• [PROBLEM TO SOLVE] From the listing below, copy only the lines running from the line that contains "(1..self.entries.len()).all(|i| self.entries[(i - 1)" to the line that contains "let n = self.entries.len();", both included.

• [MATERIAL TO PROCESS]

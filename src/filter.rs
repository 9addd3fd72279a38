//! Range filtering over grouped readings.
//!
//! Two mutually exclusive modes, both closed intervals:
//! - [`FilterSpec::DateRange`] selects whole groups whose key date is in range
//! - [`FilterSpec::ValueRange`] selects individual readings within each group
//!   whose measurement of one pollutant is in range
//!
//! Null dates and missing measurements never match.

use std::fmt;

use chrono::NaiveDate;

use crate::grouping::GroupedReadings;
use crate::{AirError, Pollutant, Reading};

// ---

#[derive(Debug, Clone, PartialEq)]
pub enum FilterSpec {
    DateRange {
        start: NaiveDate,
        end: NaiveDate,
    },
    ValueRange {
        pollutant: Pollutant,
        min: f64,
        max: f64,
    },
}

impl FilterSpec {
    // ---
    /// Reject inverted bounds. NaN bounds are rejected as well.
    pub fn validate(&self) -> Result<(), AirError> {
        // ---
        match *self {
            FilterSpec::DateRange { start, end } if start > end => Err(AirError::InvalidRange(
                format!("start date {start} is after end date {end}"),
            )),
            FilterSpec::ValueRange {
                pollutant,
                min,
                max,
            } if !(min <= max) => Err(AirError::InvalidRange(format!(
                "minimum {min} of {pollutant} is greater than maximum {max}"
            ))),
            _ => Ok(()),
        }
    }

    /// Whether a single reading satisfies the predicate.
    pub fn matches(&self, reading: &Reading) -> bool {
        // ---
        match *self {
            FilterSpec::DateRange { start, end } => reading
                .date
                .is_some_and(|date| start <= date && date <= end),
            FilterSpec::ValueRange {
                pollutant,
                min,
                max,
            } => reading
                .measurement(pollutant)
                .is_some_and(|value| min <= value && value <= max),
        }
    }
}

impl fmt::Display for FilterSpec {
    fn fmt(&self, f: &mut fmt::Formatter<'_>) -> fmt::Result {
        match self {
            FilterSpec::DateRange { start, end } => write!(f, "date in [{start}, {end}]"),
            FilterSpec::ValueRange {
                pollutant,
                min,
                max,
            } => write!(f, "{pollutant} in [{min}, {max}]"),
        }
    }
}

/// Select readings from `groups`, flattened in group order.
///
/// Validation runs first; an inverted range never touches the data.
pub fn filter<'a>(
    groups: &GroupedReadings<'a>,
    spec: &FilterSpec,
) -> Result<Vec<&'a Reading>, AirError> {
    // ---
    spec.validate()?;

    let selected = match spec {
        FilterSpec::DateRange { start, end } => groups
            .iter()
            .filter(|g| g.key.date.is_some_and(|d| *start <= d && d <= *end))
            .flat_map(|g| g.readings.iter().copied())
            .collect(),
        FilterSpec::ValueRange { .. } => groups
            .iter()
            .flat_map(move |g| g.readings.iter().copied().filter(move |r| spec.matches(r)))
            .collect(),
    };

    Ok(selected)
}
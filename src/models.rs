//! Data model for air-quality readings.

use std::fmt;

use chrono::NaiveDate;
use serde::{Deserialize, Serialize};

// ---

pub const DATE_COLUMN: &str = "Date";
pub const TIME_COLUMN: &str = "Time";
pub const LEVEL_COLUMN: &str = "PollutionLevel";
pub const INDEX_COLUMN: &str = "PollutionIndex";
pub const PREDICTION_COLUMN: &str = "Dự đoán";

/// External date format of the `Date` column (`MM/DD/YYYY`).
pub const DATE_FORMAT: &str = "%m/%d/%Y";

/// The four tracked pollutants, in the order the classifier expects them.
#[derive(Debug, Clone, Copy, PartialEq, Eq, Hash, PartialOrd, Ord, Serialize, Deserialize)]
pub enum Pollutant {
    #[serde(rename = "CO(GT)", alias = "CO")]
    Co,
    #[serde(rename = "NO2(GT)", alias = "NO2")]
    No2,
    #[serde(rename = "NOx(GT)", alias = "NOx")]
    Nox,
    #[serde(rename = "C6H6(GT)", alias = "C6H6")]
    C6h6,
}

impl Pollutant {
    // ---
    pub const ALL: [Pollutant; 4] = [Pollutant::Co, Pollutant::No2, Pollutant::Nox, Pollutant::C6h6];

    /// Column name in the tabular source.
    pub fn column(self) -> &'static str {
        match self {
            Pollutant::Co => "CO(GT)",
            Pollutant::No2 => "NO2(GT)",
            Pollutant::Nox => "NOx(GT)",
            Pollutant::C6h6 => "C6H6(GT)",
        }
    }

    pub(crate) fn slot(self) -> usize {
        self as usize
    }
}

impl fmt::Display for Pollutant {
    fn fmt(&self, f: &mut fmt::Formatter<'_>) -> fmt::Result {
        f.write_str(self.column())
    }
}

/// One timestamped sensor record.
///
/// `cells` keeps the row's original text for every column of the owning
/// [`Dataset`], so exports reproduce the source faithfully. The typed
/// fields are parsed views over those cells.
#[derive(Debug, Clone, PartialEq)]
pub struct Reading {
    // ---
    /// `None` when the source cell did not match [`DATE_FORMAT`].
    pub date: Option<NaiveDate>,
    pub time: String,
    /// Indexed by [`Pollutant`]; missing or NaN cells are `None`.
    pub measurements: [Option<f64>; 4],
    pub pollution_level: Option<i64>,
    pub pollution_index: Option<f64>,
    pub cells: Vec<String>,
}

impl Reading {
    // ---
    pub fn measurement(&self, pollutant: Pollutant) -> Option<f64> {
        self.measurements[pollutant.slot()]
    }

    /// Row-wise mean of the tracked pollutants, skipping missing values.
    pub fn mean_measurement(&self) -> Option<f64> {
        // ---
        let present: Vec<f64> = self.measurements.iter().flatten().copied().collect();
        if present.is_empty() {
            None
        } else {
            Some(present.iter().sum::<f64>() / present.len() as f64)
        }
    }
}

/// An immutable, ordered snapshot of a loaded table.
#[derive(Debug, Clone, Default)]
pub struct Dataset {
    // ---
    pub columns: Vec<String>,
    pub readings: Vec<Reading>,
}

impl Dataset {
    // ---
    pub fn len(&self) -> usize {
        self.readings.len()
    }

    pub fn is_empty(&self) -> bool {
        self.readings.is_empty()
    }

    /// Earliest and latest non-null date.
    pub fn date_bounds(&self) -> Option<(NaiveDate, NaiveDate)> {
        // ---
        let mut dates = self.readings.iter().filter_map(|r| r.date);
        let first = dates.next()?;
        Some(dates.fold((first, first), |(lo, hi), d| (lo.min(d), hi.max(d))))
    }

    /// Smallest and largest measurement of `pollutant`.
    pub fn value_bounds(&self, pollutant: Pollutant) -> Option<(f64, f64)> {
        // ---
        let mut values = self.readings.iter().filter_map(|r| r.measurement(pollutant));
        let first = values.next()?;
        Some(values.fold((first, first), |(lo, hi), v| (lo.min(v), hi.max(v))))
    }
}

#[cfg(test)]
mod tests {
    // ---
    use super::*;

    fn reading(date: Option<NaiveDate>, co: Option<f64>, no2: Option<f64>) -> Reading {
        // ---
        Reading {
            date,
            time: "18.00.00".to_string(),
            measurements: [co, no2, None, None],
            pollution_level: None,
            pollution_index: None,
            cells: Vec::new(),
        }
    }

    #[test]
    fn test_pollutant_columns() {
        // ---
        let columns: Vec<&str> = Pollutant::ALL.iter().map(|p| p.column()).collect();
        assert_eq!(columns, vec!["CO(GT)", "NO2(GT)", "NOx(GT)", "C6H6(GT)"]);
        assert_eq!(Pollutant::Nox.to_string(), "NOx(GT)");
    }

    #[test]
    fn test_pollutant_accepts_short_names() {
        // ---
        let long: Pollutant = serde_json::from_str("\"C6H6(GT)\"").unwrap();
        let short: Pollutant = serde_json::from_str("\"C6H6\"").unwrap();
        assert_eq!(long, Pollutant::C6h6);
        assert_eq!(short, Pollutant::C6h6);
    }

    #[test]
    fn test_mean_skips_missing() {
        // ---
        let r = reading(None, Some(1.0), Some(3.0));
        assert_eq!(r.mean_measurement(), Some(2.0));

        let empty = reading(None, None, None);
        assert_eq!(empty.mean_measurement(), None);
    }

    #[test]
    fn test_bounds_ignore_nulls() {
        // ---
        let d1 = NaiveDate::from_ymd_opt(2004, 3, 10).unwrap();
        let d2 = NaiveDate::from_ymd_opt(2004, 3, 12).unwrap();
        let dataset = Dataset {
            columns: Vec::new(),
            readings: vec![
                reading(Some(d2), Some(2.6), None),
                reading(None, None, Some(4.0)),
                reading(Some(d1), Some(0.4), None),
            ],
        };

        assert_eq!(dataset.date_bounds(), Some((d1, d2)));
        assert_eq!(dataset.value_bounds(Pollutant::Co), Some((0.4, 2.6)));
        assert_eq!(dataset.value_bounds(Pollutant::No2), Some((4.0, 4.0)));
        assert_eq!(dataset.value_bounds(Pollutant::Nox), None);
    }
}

* * *

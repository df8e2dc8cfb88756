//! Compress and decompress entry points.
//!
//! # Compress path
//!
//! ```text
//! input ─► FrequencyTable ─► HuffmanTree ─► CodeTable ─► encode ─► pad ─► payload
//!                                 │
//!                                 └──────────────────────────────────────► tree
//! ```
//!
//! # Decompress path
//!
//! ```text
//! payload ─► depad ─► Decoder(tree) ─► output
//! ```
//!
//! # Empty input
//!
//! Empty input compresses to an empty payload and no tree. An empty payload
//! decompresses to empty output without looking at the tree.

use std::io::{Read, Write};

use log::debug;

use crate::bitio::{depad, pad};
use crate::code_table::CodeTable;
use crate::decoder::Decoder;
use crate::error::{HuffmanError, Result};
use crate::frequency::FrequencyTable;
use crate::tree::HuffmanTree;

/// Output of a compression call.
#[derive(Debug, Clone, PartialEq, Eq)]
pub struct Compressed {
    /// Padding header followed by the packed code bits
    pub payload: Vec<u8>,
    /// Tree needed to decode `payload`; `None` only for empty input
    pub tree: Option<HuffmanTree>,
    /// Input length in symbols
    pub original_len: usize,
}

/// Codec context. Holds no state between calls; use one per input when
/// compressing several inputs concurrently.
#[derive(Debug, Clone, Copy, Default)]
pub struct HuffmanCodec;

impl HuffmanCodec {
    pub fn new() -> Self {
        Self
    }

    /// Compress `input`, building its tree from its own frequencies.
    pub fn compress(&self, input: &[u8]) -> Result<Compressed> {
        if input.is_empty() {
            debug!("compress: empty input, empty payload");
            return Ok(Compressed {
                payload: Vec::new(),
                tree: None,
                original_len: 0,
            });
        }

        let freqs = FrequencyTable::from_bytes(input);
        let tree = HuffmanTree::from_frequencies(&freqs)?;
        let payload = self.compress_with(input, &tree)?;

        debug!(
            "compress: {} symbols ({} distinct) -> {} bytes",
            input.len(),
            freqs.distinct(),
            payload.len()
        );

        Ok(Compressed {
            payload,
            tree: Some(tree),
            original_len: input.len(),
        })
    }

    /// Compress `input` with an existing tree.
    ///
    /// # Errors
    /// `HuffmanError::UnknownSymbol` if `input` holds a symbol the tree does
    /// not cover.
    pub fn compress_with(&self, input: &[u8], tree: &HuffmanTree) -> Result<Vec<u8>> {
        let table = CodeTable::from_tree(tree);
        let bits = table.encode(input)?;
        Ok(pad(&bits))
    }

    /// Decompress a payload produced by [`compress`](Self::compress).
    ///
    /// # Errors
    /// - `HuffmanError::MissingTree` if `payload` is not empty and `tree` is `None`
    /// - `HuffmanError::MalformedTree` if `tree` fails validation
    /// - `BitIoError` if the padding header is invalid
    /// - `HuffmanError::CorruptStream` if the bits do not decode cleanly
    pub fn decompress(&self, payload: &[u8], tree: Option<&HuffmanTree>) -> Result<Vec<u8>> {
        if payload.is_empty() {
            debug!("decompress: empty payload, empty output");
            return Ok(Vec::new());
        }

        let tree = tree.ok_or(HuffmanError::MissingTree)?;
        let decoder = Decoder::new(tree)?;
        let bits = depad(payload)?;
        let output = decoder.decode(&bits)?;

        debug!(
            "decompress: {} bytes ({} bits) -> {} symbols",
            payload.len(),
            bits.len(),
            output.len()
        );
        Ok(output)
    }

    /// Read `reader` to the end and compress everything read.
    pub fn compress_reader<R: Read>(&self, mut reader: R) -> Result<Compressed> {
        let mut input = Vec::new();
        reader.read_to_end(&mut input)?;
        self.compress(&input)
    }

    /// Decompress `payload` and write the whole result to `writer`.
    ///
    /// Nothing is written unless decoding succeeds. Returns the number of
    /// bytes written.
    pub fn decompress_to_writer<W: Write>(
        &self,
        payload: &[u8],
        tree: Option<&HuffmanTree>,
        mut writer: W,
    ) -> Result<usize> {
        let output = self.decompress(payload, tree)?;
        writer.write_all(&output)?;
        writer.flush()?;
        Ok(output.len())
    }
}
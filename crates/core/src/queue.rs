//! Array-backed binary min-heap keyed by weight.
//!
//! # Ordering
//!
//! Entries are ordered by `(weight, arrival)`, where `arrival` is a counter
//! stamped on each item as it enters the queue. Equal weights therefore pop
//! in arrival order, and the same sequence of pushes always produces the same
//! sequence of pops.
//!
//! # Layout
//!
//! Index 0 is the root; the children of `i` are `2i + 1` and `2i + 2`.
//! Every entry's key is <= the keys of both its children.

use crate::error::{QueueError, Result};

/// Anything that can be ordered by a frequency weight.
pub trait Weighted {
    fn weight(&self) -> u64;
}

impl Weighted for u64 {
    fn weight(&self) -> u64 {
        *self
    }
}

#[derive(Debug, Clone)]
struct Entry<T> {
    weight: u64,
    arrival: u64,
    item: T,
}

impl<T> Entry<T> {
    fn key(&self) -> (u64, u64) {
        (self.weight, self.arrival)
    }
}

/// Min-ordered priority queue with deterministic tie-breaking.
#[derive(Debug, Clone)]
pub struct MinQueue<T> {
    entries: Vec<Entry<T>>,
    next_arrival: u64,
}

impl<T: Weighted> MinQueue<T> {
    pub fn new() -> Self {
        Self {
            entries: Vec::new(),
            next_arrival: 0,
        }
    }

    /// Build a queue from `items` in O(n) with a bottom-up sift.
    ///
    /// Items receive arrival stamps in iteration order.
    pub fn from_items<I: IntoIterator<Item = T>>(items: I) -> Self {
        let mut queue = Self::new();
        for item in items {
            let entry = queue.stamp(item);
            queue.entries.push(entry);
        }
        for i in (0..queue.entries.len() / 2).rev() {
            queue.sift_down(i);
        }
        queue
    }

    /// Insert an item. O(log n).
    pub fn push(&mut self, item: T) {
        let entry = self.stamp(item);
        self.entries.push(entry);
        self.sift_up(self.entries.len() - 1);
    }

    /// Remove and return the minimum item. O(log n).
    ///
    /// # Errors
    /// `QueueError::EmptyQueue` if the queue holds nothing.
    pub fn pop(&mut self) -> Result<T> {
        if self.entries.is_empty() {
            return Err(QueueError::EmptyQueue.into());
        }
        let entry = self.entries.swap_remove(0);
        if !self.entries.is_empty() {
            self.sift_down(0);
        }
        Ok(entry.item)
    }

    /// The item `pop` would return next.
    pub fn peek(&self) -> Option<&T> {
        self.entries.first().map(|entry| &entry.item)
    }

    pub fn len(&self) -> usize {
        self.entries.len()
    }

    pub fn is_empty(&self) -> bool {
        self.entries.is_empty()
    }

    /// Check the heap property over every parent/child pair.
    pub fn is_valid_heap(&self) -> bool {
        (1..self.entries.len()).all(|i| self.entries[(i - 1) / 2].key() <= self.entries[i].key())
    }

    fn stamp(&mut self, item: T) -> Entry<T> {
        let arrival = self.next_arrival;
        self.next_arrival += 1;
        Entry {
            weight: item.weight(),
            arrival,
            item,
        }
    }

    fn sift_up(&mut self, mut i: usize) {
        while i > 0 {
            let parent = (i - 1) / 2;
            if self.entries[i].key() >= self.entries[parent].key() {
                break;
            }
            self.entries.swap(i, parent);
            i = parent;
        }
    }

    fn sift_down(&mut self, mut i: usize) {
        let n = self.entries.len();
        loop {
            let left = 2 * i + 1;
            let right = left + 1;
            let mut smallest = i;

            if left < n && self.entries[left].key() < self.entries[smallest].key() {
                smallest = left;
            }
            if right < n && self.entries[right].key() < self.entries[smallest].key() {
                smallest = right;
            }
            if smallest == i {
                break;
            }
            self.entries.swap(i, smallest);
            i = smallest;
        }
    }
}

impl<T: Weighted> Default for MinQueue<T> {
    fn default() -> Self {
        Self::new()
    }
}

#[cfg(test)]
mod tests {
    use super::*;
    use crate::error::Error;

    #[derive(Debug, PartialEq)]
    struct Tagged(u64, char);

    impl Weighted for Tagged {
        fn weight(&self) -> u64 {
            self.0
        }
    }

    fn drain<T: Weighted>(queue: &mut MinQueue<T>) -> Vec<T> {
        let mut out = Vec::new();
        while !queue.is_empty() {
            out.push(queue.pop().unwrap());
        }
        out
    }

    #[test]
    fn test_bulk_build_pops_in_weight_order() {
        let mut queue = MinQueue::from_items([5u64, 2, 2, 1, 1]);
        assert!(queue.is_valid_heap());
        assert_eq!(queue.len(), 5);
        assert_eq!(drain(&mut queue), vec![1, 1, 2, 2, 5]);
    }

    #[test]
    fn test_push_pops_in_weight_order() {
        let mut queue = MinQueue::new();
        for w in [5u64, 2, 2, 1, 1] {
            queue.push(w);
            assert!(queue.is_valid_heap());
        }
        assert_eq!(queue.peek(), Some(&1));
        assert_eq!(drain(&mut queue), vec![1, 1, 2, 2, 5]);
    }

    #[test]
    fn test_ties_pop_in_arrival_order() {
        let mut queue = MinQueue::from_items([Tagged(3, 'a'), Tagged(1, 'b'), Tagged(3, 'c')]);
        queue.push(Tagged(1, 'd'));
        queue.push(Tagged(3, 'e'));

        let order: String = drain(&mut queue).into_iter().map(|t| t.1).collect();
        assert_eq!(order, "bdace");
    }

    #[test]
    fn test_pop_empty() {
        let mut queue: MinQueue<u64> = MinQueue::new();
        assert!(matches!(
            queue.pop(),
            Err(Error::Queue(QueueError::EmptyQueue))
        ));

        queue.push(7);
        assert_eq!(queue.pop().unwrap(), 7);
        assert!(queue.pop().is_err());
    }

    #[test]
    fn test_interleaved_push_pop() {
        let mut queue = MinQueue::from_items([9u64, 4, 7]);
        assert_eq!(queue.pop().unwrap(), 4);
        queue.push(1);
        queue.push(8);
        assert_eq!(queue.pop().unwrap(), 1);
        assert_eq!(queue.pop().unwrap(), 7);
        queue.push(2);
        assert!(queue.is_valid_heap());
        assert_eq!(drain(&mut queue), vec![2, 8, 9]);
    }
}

• [TASK RESPONSE]
        (1..self.entries.len()).all(|i| self.entries[(i - 1) / 2].key() <= self.entries[i].key())
    }

    fn stamp(&mut self, item: T) -> Entry<T> {
        let arrival = self.next_arrival;
        self.next_arrival += 1;
        Entry {
            weight: item.weight(),
            arrival,
            item,
        }
    }

    fn sift_up(&mut self, mut i: usize) {
        while i > 0 {
            let parent = (i - 1) / 2;
            if self.entries[i].key() >= self.entries[parent].key() {
                break;
            }
            self.entries.swap(i, parent);
            i = parent;
        }
    }

    fn sift_down(&mut self, mut i: usize) {
        let n = self.entries.len();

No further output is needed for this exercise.